(Data under study)

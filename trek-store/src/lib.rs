pub mod app_config;
pub mod database;
pub mod user_repo;
pub mod trip_repo;
pub mod booking_repo;

pub use database::DbClient;
pub use user_repo::StoreUserRepository;
pub use trip_repo::StoreTripRepository;
pub use booking_repo::StoreBookingRepository;

use trek_core::StoreError;

/// Maps sqlx failures onto the storage taxonomy, surfacing unique violations as conflicts.
pub(crate) fn store_error(err: sqlx::Error) -> StoreError {
    if let sqlx::Error::Database(db_err) = &err {
        if db_err.is_unique_violation() {
            return StoreError::Conflict;
        }
    }
    StoreError::Database(err.to_string())
}
use axum::{
    extract::{Request, State},
    http::header::AUTHORIZATION,
    middleware::Next,
    response::Response,
};

use crate::error::AppError;
use crate::state::AppState;
use crate::token::TokenError;

/// Identity proven by the bearer token, available to handlers as an `Extension`.
#[derive(Debug, Clone)]
pub struct AuthenticatedUser {
    pub username: String,
}

// ============================================================================
// Token Authentication Middleware
// ============================================================================

pub async fn require_auth(
    State(state): State<AppState>,
    mut req: Request,
    next: Next,
) -> Result<Response, AppError> {
    // 1. Extract token from Authorization header; the raw token is expected,
    //    a "Bearer " prefix is tolerated
    let header = req
        .headers()
        .get(AUTHORIZATION)
        .ok_or(TokenError::Missing)?
        .to_str()
        .map_err(|_| TokenError::Invalid)?
        .trim();

    if header.is_empty() {
        return Err(TokenError::Missing.into());
    }
    let token = header.strip_prefix("Bearer ").unwrap_or(header);

    // 2. Verify signature and expiry
    let claims = state.tokens.verify(token)?;

    // 3. Inject identity into request extensions
    req.extensions_mut().insert(AuthenticatedUser { username: claims.sub });

    Ok(next.run(req).await)
}
pub mod credentials;
pub mod gateway;
pub mod orchestrator;

pub use credentials::{CredentialError, CredentialService};
pub use gateway::{build_gateway, GatewayError, MockPaymentGateway, RapydGateway};
pub use orchestrator::{BookingConfirmation, BookingError, BookingOrchestrator, BookingRequest};
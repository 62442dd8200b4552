use axum::{
    extract::State,
    routing::get,
    Json, Router,
};
use rust_decimal::Decimal;
use serde::Serialize;
use trek_core::{NewTrip, Trip};

use crate::{error::AppError, state::AppState};

#[derive(Debug, Serialize)]
pub struct TripsResponse {
    pub trips: Vec<Trip>,
}

#[derive(Debug, Serialize)]
struct SeedResponse {
    message: &'static str,
    inserted: u64,
}

/// Demo catalog installed by `/seed-trips`.
pub fn demo_trips() -> Vec<NewTrip> {
    vec![
        NewTrip {
            name: "trip 1".to_string(),
            description: Some("This is a nice place".to_string()),
            price: Decimal::new(59999, 2),
        },
        NewTrip {
            name: "trip 2".to_string(),
            description: Some("This is a nice place too".to_string()),
            price: Decimal::new(89999, 2),
        },
    ]
}

pub fn routes() -> Router<AppState> {
    Router::new().route("/seed-trips", get(seed_trips))
}

pub fn protected_routes() -> Router<AppState> {
    Router::new().route("/v1/trips", get(list_trips))
}

async fn list_trips(State(state): State<AppState>) -> Result<Json<TripsResponse>, AppError> {
    let trips = state.trips.list_trips().await?;
    Ok(Json(TripsResponse { trips }))
}

async fn seed_trips(State(state): State<AppState>) -> Result<Json<SeedResponse>, AppError> {
    let inserted = state.trips.seed_trips(&demo_trips()).await?;
    Ok(Json(SeedResponse { message: "Seeded!", inserted }))
}
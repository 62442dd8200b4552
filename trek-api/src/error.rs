use axum::{
    extract::rejection::JsonRejection,
    http::StatusCode,
    response::{IntoResponse, Response},
    Json,
};
use serde_json::json;
use trek_booking::{BookingError, CredentialError};
use trek_core::StoreError;

use crate::token::TokenError;

#[derive(Debug)]
pub enum AppError {
    ValidationError(String),
    AuthenticationError(String),
    AuthorizationError(String),
    NotFoundError(String),
    ConflictError(String),
    DependencyError(String),
    InternalServerError(String),
}

impl AppError {
    pub fn status(&self) -> StatusCode {
        match self {
            AppError::ValidationError(_) => StatusCode::BAD_REQUEST,
            AppError::AuthenticationError(_) => StatusCode::UNAUTHORIZED,
            AppError::AuthorizationError(_) => StatusCode::FORBIDDEN,
            AppError::NotFoundError(_) => StatusCode::NOT_FOUND,
            // Duplicate usernames answer 400, not 409
            AppError::ConflictError(_) => StatusCode::BAD_REQUEST,
            AppError::DependencyError(_) => StatusCode::INTERNAL_SERVER_ERROR,
            AppError::InternalServerError(_) => StatusCode::INTERNAL_SERVER_ERROR,
        }
    }
}

impl IntoResponse for AppError {
    fn into_response(self) -> Response {
        let status = self.status();
        let message = match self {
            AppError::InternalServerError(msg) => {
                tracing::error!("Internal Server Error: {}", msg);
                "An error occurred".to_string()
            }
            AppError::DependencyError(msg) => {
                tracing::warn!("Dependency failure: {}", msg);
                msg
            }
            AppError::ValidationError(msg)
            | AppError::AuthenticationError(msg)
            | AppError::AuthorizationError(msg)
            | AppError::NotFoundError(msg)
            | AppError::ConflictError(msg) => msg,
        };

        (status, Json(json!({ "message": message }))).into_response()
    }
}

impl From<JsonRejection> for AppError {
    fn from(rejection: JsonRejection) -> Self {
        tracing::debug!("Rejected request body: {}", rejection.body_text());
        AppError::ValidationError("Invalid request body".to_string())
    }
}

impl From<TokenError> for AppError {
    fn from(err: TokenError) -> Self {
        match err {
            TokenError::Encoding(msg) => AppError::InternalServerError(msg),
            invalid @ TokenError::InvalidTtl(_) => AppError::InternalServerError(invalid.to_string()),
            other => AppError::AuthenticationError(other.to_string()),
        }
    }
}

impl From<CredentialError> for AppError {
    fn from(err: CredentialError) -> Self {
        match err {
            CredentialError::MissingFields => AppError::ValidationError(err.to_string()),
            CredentialError::UsernameTaken => AppError::ConflictError(err.to_string()),
            CredentialError::InvalidCredentials => AppError::AuthenticationError(err.to_string()),
            CredentialError::Hashing(_) | CredentialError::Store(_) => {
                AppError::InternalServerError(err.to_string())
            }
        }
    }
}

impl From<BookingError> for AppError {
    fn from(err: BookingError) -> Self {
        match err {
            BookingError::MissingTrip => AppError::ValidationError(err.to_string()),
            // A verified token for a user that is gone is as good as a bad token
            BookingError::UnknownUser(_) => AppError::AuthenticationError("Invalid token".to_string()),
            BookingError::IdentityMismatch { .. } => AppError::AuthorizationError(err.to_string()),
            BookingError::TripNotFound(_) => AppError::NotFoundError("trip not found".to_string()),
            BookingError::PaymentFailed => AppError::DependencyError(err.to_string()),
            BookingError::Persistence(_) => AppError::InternalServerError(err.to_string()),
        }
    }
}

impl From<StoreError> for AppError {
    fn from(err: StoreError) -> Self {
        AppError::InternalServerError(err.to_string())
    }
}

(End Data under study)

• [Work task]
Count the lines in the listing that hold the word "return", then give the number and nothing else.

• [Your solution]
2